12 March 2018

On 6 March, MEP Eva Kaili and EIF invited MEPs, EIF Members and friends to debate how to tackle hate speech and fake news whilst safeguarding freedom of expression.

3:33
#EIFAsks if self-regulation will be sufficient to tackle Fake News

Eva Kaili praised the value of unfiltered communication with citizen and voters provided by social media and pointed to the fact that fake news phenomenon has always existed, even before the existence of social media. Regulators are trying to find ways in which social platforms can address the issue while safeguarding freedom of speech.

For Susan Ness, former Commissioner of the US Federal Communications Commission, companies should not arbitrate whether content is illegal, that is a role for government and the courts. Social platforms should be hold responsible but not liable for material in their networks. Without protection Amazon, Facebook, Google and others will not provide the services we all enjoy today.

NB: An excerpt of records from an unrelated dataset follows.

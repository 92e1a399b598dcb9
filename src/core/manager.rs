use std::collections::VecDeque;
use std::path::Path;
use std::sync::Arc;
use std::time::Instant;
use futures::future::join_all;
use tokio::sync::Mutex;
use super::discovery::discover;
use super::errors::{GpError, Result};
use super::traits::{EventSink, PhotosApi};
use super::types::{BatchId, BatchSummary, UploadEvent, UploadOptions};
use super::worker::UploadWorker;

/// Runs upload batches: discovery, then a fixed pool of workers over a shared
/// backlog, reporting through the injected sink.
pub struct UploadManager {
    api: Arc<dyn PhotosApi>,
    sink: Arc<dyn EventSink>,
}

impl UploadManager {
    pub fn new(api: Arc<dyn PhotosApi>, sink: Arc<dyn EventSink>) -> Self {
        Self { api, sink }
    }

    /// Upload everything under `root`.
    ///
    /// Option and discovery errors are returned before any event is emitted.
    /// Once `BatchStart` is out, per-file failures only show up in events and
    /// in the returned summary.
    pub async fn upload(&self, root: &Path, options: &UploadOptions) -> Result<BatchSummary> {
        options.validate()?;

        let batch_id = BatchId::new();
        let started = Instant::now();

        let tasks = {
            let walk_root = root.to_path_buf();
            let (recursive, disable_filter) = (options.recursive, options.disable_filter);
            tokio::task::spawn_blocking(move || discover(&walk_root, recursive, disable_filter))
                .await
                .map_err(|err| GpError::discovery(root, std::io::Error::other(err.to_string())))??
        };

        let total = tasks.len();
        tracing::debug!(%batch_id, total, workers = options.workers, "discovery finished");
        self.sink.emit(UploadEvent::BatchStart { total });

        let backlog = Arc::new(Mutex::new(tasks.into_iter().collect::<VecDeque<_>>()));
        let summary = Arc::new(Mutex::new(BatchSummary {
            total,
            ..Default::default()
        }));

        // No point spawning workers that would find the backlog empty
        let worker_count = options.workers.min(total);
        let handles: Vec<_> = (0..worker_count)
            .map(|id| {
                let worker = UploadWorker {
                    id,
                    api: self.api.clone(),
                    sink: self.sink.clone(),
                    options: options.clone(),
                };
                tokio::spawn(worker.run(backlog.clone(), summary.clone()))
            })
            .collect();

        for result in join_all(handles).await {
            if let Err(err) = result {
                tracing::error!(%batch_id, error = %err, "upload worker panicked");
            }
        }

        let mut summary = summary.lock().await.clone();
        // Tasks a dead worker never reported count as failed
        let lost = summary.total - summary.finished();
        if lost > 0 {
            summary.failed += lost;
        }
        summary.elapsed = started.elapsed();

        self.sink.emit(UploadEvent::BatchStop {
            summary: summary.clone(),
        });
        Ok(summary)
    }
}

The Italian Journalist from SkyTG24, Roberto Tallei, understands that it is in the interest of the platforms to make sharing and engaging as easy as possible but believes that the authorities should impose the same principles that are applied to news organisations, that is accountability, liability and transparency.

For Ronald Eissen from International Network Against Cyber Hate, the most dangerous development is the mainstreaming and normalisation of cyberhate.  He recognises that social networks have shown more awareness and believes that they are doing their best, although a lot more needs to be done.

Wout van Wijk from News Media Europe believes that disinformation perpetrators are fishing for the same advertising revenues as quality news media organisations, and would welcome a push to demonetise this information. In order to achieve this, he would like platforms to publish information on their advertisers and maintain an archive of political advertisers, as proposed in the US Honest Ads Act.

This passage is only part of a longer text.